Lines from the beginning of the entries up to and including the one with "impl Default for" must be duplicated word for word; leave out all others.

[Saved data entries]
-------

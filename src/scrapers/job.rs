//! Scrape job abstraction
//!
//! A scrape job fetches and parses one entity from one source. Running a job
//! consumes it, so every job reaches exactly one terminal state and reports
//! it exactly once through [`JobFinished`].

use std::fmt;

use async_trait::async_trait;
use serde::{Deserialize, Serialize};
use tracing::{debug, info, warn};
use uuid::Uuid;

use super::{ScraperError, ScraperSource};

/// Identifies a job among many concurrent ones
#[derive(Debug, Clone, Copy, PartialEq, Eq, Hash, Serialize, Deserialize)]
pub struct JobId(Uuid);

impl JobId {
    pub fn new() -> Self {
        Self(Uuid::new_v4())
    }
}

impl Default for JobId {
    fn default() -> Self {
        Self::new()
    }
}

impl fmt::Display for JobId {
    fn fmt(&self, f: &mut fmt::Formatter<'_>) -> fmt::Result {
        self.0.fmt(f)
    }
}

/// Lifecycle of a started scrape job. A job that has not been passed to
/// [`start`] yet is simply a [`BoxedScrapeJob`] value.
#[derive(Debug, Clone, Copy, PartialEq, Eq, Serialize, Deserialize)]
#[serde(rename_all = "lowercase")]
pub enum JobState {
    Running,
    Succeeded,
    Failed,
}

/// Terminal report of a scrape job
#[derive(Debug, Clone)]
pub struct JobFinished<E> {
    pub job_id: JobId,
    pub source: ScraperSource,
    /// The entity as populated by the job. Only fields the job was asked for
    /// and could parse are set.
    pub entity: E,
    pub error: Option<ScraperError>,
}

impl<E> JobFinished<E> {
    pub fn state(&self) -> JobState {
        if self.error.is_some() {
            JobState::Failed
        } else {
            JobState::Succeeded
        }
    }

    pub fn is_success(&self) -> bool {
        self.error.is_none()
    }
}

/// One concrete fetch-and-parse sequence.
///
/// Implementors only describe their fetch sequence in [`ScrapeJob::run`];
/// [`start`] drives the state machine and produces the terminal report.
#[async_trait]
pub trait ScrapeJob: Send {
    type Entity: Send + 'static;

    fn id(&self) -> JobId;

    fn source(&self) -> ScraperSource;

    /// Perform all fetches and parse into the job's entity
    async fn run(&mut self) -> Result<(), ScraperError>;

    /// Hand out the populated entity once the job has terminated
    fn into_entity(self: Box<Self>) -> Self::Entity;
}

/// Boxed job producing entities of type `E`
pub type BoxedScrapeJob<E> = Box<dyn ScrapeJob<Entity = E>>;

/// Run a job to completion and report its terminal state
pub async fn start<E: Send + 'static>(mut job: BoxedScrapeJob<E>) -> JobFinished<E> {
    let job_id = job.id();
    let source = job.source();
    debug!(job_id = %job_id, source = %source, state = ?JobState::Running, "Scrape job started");

    let error = match job.run().await {
        Ok(()) => {
            info!(job_id = %job_id, source = %source, "Scrape job succeeded");
            None
        }
        Err(e) => {
            warn!(job_id = %job_id, source = %source, error = %e, "Scrape job failed");
            Some(e)
        }
    };

    JobFinished {
        job_id,
        source,
        entity: job.into_entity(),
        error,
    }
}

#[cfg(test)]
mod tests {
    use super::*;

    struct CountingJob {
        id: JobId,
        fail: bool,
        runs: u32,
    }

    #[async_trait]
    impl ScrapeJob for CountingJob {
        type Entity = u32;

        fn id(&self) -> JobId {
            self.id
        }

        fn source(&self) -> ScraperSource {
            ScraperSource::TvMaze
        }

        async fn run(&mut self) -> Result<(), ScraperError> {
            self.runs += 1;
            if self.fail {
                return Err(ScraperError::parse("broken document"));
            }
            Ok(())
        }

        fn into_entity(self: Box<Self>) -> u32 {
            self.runs
        }
    }

    #[tokio::test]
    async fn test_start_reports_terminal_state_once() {
        let id = JobId::new();
        let finished = start(Box::new(CountingJob { id, fail: false, runs: 0 })).await;
        assert_eq!(finished.job_id, id);
        assert_eq!(finished.state(), JobState::Succeeded);
        assert_eq!(finished.entity, 1);

        let finished = start(Box::new(CountingJob { id: JobId::new(), fail: true, runs: 0 })).await;
        assert_eq!(finished.state(), JobState::Failed);
        assert!(!finished.is_success());
        assert_eq!(finished.entity, 1);
    }
}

-------

TASK RESULT:
filename src/scrapers/job.rs
//! Scrape job abstraction
//!
//! A scrape job fetches and parses one entity from one source. Running a job
//! consumes it, so every job reaches exactly one terminal state and reports
//! it exactly once through [`JobFinished`].

use std::fmt;

use async_trait::async_trait;
use serde::{Deserialize, Serialize};
use tracing::{debug, info, warn};
use uuid::Uuid;

use super::{ScraperError, ScraperSource};

/// Identifies a job among many concurrent ones
#[derive(Debug, Clone, Copy, PartialEq, Eq, Hash, Serialize, Deserialize)]
pub struct JobId(Uuid);

impl JobId {
    pub fn new() -> Self {
        Self(Uuid::new_v4())
    }
}

impl Default for JobId {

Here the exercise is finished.